En la escuela secundaria le mentí a mi médico. Mi madre había sospechado durante mucho tiempo que yo estaba lidiando con la depresión . Habló con nuestro médico de familia al respecto y luego programó una cita para mí.



Cuando fui a la revisión, mi médico me preguntó si estaba deprimido. Mentí. Le dije que no estaba deprimido.





¿Por qué mentí? Me pregunté: “¿Cómo es posible que me sienta deprimido? Debería estar feliz. Estar deprimido es un mal ejemplo para otras personas '.

el sonambulismo puede ocurrir durante ________.

Mi depresión no fue tratada durante años. Después de la secundaria, trabajé en un almacén de plomería al por mayor. Muchos días me sentí feliz, pero muchos más mi tristeza fue como una camisa de fuerza. No podía escapar de eso, no importaba cuánto me ejercitara, leyera libros positivos o me dijera que debía sentirme mejor.



En la universidad, tomé un curso sobre salud mental y espiritualidad. Ese curso cambió mi vida. Me abrió los ojos a cómo cualquiera, independientemente de lo bueno que sea, puede sentirse deprimido. La depresión es una enfermedad, no una señal de que esté roto. Más tarde, ese mismo año, por primera vez en mi vida, fui a asesoramiento .

Todavía recuerdo una sesión que cambió todo para mí. No recuerdo lo que dije, ni siquiera lo que consejero dijo. Probablemente no importe lo que se dijo, porque fue lo que hice lo que me cambió. Esta vez fui honesto. Admití que sentía un pesimismo y una tristeza que no desaparecían. Admití que no importaba lo que hiciera, no podía deshacerme de los pensamientos que eran como un vicio en mi mente.
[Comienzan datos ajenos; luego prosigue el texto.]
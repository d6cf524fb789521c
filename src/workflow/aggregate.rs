use std::fmt;

use crate::error::{AppError, Result};

/// Failures collected from a fan-out of concurrent requests.
///
/// Only the task that joins the fan-out pushes into it, so no locking is
/// needed. Order reflects completion order, not request order.
#[derive(Debug)]
pub struct ErrorAggregate {
    attempted: usize,
    errors: Vec<AppError>,
}

impl ErrorAggregate {
    pub fn new(attempted: usize) -> Self {
        Self {
            attempted,
            errors: Vec::new(),
        }
    }

    pub fn push(&mut self, error: AppError) {
        self.errors.push(error);
    }

    pub fn len(&self) -> usize {
        self.errors.len()
    }

    pub fn is_empty(&self) -> bool {
        self.errors.is_empty()
    }

    pub fn attempted(&self) -> usize {
        self.attempted
    }

    pub fn errors(&self) -> &[AppError] {
        &self.errors
    }

    /// `Ok` when nothing failed, otherwise the whole aggregate as one error.
    pub fn into_result(self) -> Result<()> {
        if self.errors.is_empty() {
            Ok(())
        } else {
            Err(AppError::Aggregate(self))
        }
    }
}

impl fmt::Display for ErrorAggregate {
    fn fmt(&self, f: &mut fmt::Formatter<'_>) -> fmt::Result {
        write!(f, "{} of {} requests failed", self.errors.len(), self.attempted)?;
        for (i, error) in self.errors.iter().enumerate() {
            let sep = if i == 0 { ": " } else { "; " };
            write!(f, "{sep}{error}")?;
        }
        Ok(())
    }
}

#[cfg(test)]
mod tests {
    use super::*;

    #[test]
    fn test_empty_aggregate_is_success() {
        assert!(ErrorAggregate::new(5).into_result().is_ok());
    }

    #[test]
    fn test_display_lists_every_cause() {
        let mut aggregate = ErrorAggregate::new(5);
        aggregate.push(AppError::Context("first".to_string()));
        aggregate.push(AppError::Context("second".to_string()));

        let err = aggregate.into_result().unwrap_err();
        let message = err.to_string();
        assert!(message.starts_with("2 of 5 requests failed: "));
        assert!(message.contains("first"));
        assert!(message.contains("second"));
    }
}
Mi consejera fue amable y me escuchó. Ella recomendó que aprendiera más sobre la depresión. Ella me dio la esperanza de que la libertad es posible.

ser una ama de casa es deprimente

Desde entonces, he tenido numerosos consejeros . A veces todavía me siento deprimido. Pero he cambiado la forma en que pienso de mí mismo cuando estoy deprimido. Sé qué hacer y tengo mejores formas de cuidarme. Soy más compasivo, más comprensivo conmigo mismo. Y yo soy honesto.

Si tiene un hijo adolescente, cree que podría estar lidiando con un enfermedad mental , trate de presionarlos suavemente para que sean honestos al respecto. Hágales saber que no es su culpa. No es algo de lo que necesiten esconderse o de lo que se sientan avergonzados. Si buscan ayuda antes, no sufrirán tanto ni por tanto tiempo.